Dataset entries
--------------------------------
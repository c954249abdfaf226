use std::time::Instant;

use tracing::{debug, trace};

use crate::session::timer::{SessionTimer, TimerReport};

#[derive(Clone, Copy, Debug, PartialEq, Eq)]
pub enum MatchResult {
    /// Nothing typed yet, or the session has no prompt or is already finished.
    Idle,
    Correct,
    Mismatch,
    Complete,
}

/// Outcome of matching the input buffer once.
#[derive(Clone, Debug, PartialEq)]
pub struct MatchStep {
    pub result: MatchResult,
    /// Prompt character to type next, if any.
    pub next: Option<char>,
    /// Input length (in chars) to cut the buffer back to after a mismatch.
    pub truncate_to: Option<usize>,
    /// Set on `Complete`.
    pub report: Option<TimerReport>,
}

impl MatchStep {
    fn new(result: MatchResult, next: Option<char>) -> Self {
        Self {
            result,
            next,
            truncate_to: None,
            report: None,
        }
    }
}

/// One exercise: the prompt and the progress made on it.
#[derive(Clone, Debug, Default)]
pub struct SessionState {
    prompt: Vec<char>,
    cursor: usize,
    timer: SessionTimer,
    finished: bool,
}

impl SessionState {
    pub fn new(prompt: &str) -> Self {
        Self {
            prompt: prompt.chars().collect(),
            ..Self::default()
        }
    }

    /// A session with nothing to type.
    pub fn idle() -> Self {
        Self::default()
    }

    pub fn prompt(&self) -> String {
        self.prompt.iter().collect()
    }

    pub fn has_prompt(&self) -> bool {
        !self.prompt.is_empty()
    }

    /// Chars of the prompt matched so far.
    pub fn cursor(&self) -> usize {
        self.cursor
    }

    pub fn typos(&self) -> u32 {
        self.timer.typos()
    }

    pub fn is_finished(&self) -> bool {
        self.finished
    }

    pub fn is_timing(&self) -> bool {
        self.timer.is_running()
    }

    /// The character to type first.
    pub fn first(&self) -> Option<char> {
        self.prompt.first().copied()
    }

    /// The character expected at the cursor.
    pub fn expected(&self) -> Option<char> {
        if self.finished {
            return None;
        }
        self.prompt.get(self.cursor).copied()
    }
}

/// Match the whole input buffer against the prompt. Called once per change to
/// the buffer.
///
/// The last character decides whether a typo is counted; the whole prefix decides
/// progress. A broken prefix is always reported as `Mismatch` with a truncation
/// back to the longest correct prefix.
pub fn match_input(state: &mut SessionState, input: &str, now: Instant) -> MatchStep {
    if !state.has_prompt() || state.finished {
        return MatchStep::new(MatchResult::Idle, None);
    }

    let typed: Vec<char> = input.chars().collect();
    let Some(&last) = typed.last() else {
        state.timer.pause();
        state.cursor = 0;
        return MatchStep::new(MatchResult::Idle, state.first());
    };
    let pos = typed.len() - 1;

    if pos == 0 && !state.timer.is_running() {
        if state.timer.has_prompt() {
            state.timer.resume(now);
        } else {
            state.timer.start(&state.prompt(), now);
            debug!(len = state.prompt.len(), "prompt started");
        }
    }

    if state.prompt.get(pos) != Some(&last) {
        state.timer.typo();
        trace!(pos, typed = %last, "typo");
    }

    let correct = typed
        .iter()
        .zip(&state.prompt)
        .take_while(|(a, b)| a == b)
        .count();

    if correct == typed.len() {
        state.cursor = correct;
        if correct >= state.prompt.len() {
            state.finished = true;
            let report = state.timer.stop(now);
            debug!(typos = state.timer.typos(), "prompt complete");
            return MatchStep {
                report: Some(report),
                ..MatchStep::new(MatchResult::Complete, None)
            };
        }
        return MatchStep::new(MatchResult::Correct, state.prompt.get(correct).copied());
    }

    state.cursor = correct;
    MatchStep {
        truncate_to: Some(correct),
        ..MatchStep::new(MatchResult::Mismatch, state.prompt.get(correct).copied())
    }
}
--------------------------------
REQUIRED ACTION
Lines holding "bool": please count them in the data above and reply with the number alone.

ANSWER FOR THE TASK
4